Though people often conjure the image of long hypnotic sessions on Sigmund Freud’s couch when imagining psychological research, that picture isn’t the norm for modern day practice.

As research psychology has continued to evolve over the course of the last 40 years, so too have the ethical guidelines overseeing such research. Psychologists at the university level are bound by institutional review boards, peer reviews and the National Institutes of Health to validate the quality of the studies and the safety of their participants — methodology that has led to safer standards across the board.

Colleen Seifert, chair of student academic affairs in the Department of Psychology, said regulations governing experiments today allow for little damage or ethical concern. At the University and peer institutions, the majority of regulatory work of psychological studies is done at the departmental level by institutional review boards. The boards review proposals for experiments before they’re performed, conduct random audits on researchers and handle complaints from participants against researchers or particular studies.

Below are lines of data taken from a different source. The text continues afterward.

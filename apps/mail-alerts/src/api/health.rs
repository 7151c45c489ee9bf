//! Liveness and readiness probes.

use axum::{Json, extract::State, http::StatusCode};
use serde::Serialize;

use crate::state::AppState;

#[derive(Debug, Serialize)]
pub struct HealthResponse {
    pub status: &'static str,
    pub name: &'static str,
    pub version: &'static str,
}

#[derive(Debug, Serialize)]
pub struct ReadyResponse {
    pub ready: bool,
    pub database: bool,
}

pub async fn health_handler() -> Json<HealthResponse> {
    Json(HealthResponse {
        status: "ok",
        name: env!("CARGO_PKG_NAME"),
        version: env!("CARGO_PKG_VERSION"),
    })
}

/// Ready once the database answers a ping.
pub async fn ready_handler(State(state): State<AppState>) -> (StatusCode, Json<ReadyResponse>) {
    match state.db.ping().await {
        Ok(()) => (
            StatusCode::OK,
            Json(ReadyResponse {
                ready: true,
                database: true,
            }),
        ),
        Err(e) => {
            tracing::error!(error = %e, "Readiness check failed: database");
            (
                StatusCode::SERVICE_UNAVAILABLE,
                Json(ReadyResponse {
                    ready: false,
                    database: false,
                }),
            )
        }
    }
}

#[cfg(test)]
mod tests {
    use crate::api::test_support::*;
    use axum::http::StatusCode;
    use tower::ServiceExt;

    #[tokio::test]
    async fn test_health() {
        let app = TestApp::default();

        let response = app
            .router()
            .oneshot(empty_request("GET", "/health"))
            .await
            .unwrap();

        assert_eq!(response.status(), StatusCode::OK);
        assert_eq!(json_body(response).await["status"], "ok");
    }

    #[tokio::test]
    async fn test_ready_pings_database() {
        let app = TestApp::default();

        let response = app
            .router()
            .oneshot(empty_request("GET", "/ready"))
            .await
            .unwrap();

        assert_eq!(response.status(), StatusCode::OK);
        assert_eq!(json_body(response).await["ready"], true);
    }
}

“It is set up solely to review experimental procedures,” Seifert said. “The board has faculty members from across the University, and they review the proposed procedures to see if they are ethical or not.”

Seifert added that the boards report to the federal government if they find evidence of legal violations that cannot be handled internally.

“The institutional review board is there to guarantee that researchers follow the ethical principles outlined by the (American Psychological Association) and federal law about how participants can be treated in research,” Seifert said.

Christine Moretto Wishnoff, health program specialist at the National Institutes of Health, said the “Common Rule” — a portion of the federal regulation code on human research subjects within the U.S. Department of Health and Human Services — is the main federal law overseeing experimentation. The rule also mandated the establishment of institutional review boards to better protect volunteers in psychological experiments.

“The charge of the institutional review board is to assess that risk to subjects have been minimized and that risks are reasonable in relation to anticipated benefit,” Wishnoff said.

The violations NIH deal with are usually not very serious, Wishnoff said. Lapses in the required yearly reviews are the most common, but she said she has never seen a study that would seriously imperil subjects brought to her office.

She added that a key criterion for the funding that NIH provides for psychological research is based on the ethical considerations of the proposed experiment.

“Typically when we look at studies that would result in duress, we would make sure there is an evaluation of whatever the research would be,” Wishnoff said. “Issues of subject protection and concerns are flagged at that point (of the evaluation). A grant cannot be paid until those concerns are addressed.”

Both Wishnoff and Seifert agreed that the use of deception and other misleading techniques will continue to be necessary in psychological experiments in order to obtain honest results from participants.

“The nature of science has somewhat changed,” Wishnoff said. “There will always be studies that employ some level of deception or disclosing only certain aspects of a study design.”

Edward O’Brien, a Rackham student who has conducted psychological research in the past, said potential ethical dilemmas concerning psychological experiments were clearly presented to him, even during his undergraduate years at St. Joseph’s University. Before he could conduct experiments at the undergraduate level, O’Brien said he had to take a summer course about experimental ethics, and he was also required to complete an online course at the University of Michigan before he was allowed to work with human subjects.

O’Brien said he believes the greatest ethical concerns facing psychological research today are not harm to the participant, but rather the inadvertent revelation of a participant’s confidential information or results from a test.

“Having personal information like a cell phone number or an e-mail address that the participant didn’t agree to give (are more of a concern), as compared to the old days like the ‘shocking experiment’ (application of electric shocks to participants) that would physically harm the participant (by giving them electric shocks),” O’Brien said.

O’Brien added that institutional review boards emerged informally at the Nuremburg trials after World War II with the revelation of Nazi experiments. Wishnoff said these were formalized when the Common Rule became law in 1991.

Beyond research psychology, professional psychological care also receives strictly enforced regulation. The Michigan Board of Psychology — whose members are appointed by the governor — regulates psychological treatment and practices and oversees professional licensing.

Robert Hack, a limited license psychologist and member of the Michigan Board of Psychology, said the board doesn’t usually deal with research issues, but instead focuses on complaints against professionals in the practice. If there are reported violations against psychologists, the complaint often undergoes a process similar to that of an institutional review board.

“(The complaint) goes to the office in Lansing which asks us to investigate and (also) the assistant attorney general’s office to investigate violations,” Hack said. “It’s up to interpretation sometimes. Some of it’s relevant, but sometimes it’s just a therapist not really doing what (the patient) wants them to do.”

LSA freshman Tonia Ballantyne said she was required to participate in basic psychology experiments for her Psychology 111 class. Though some of the experiments were handled professionally, she said she was correctly debriefed after, which she said she felt was an ethical concern.

“(The researchers) had manipulated certain variables, but they never said what they were on the debriefing form,” Ballantyne said. “I thought that was very contradictory to what we had learned in class.”

The researchers were flustered when they encountered a glitch in their computer system, and even admitted that their debriefing form didn’t say anything about what the experiment addressed, Ballantyne said.

“The professionalism was down the drain at that point.”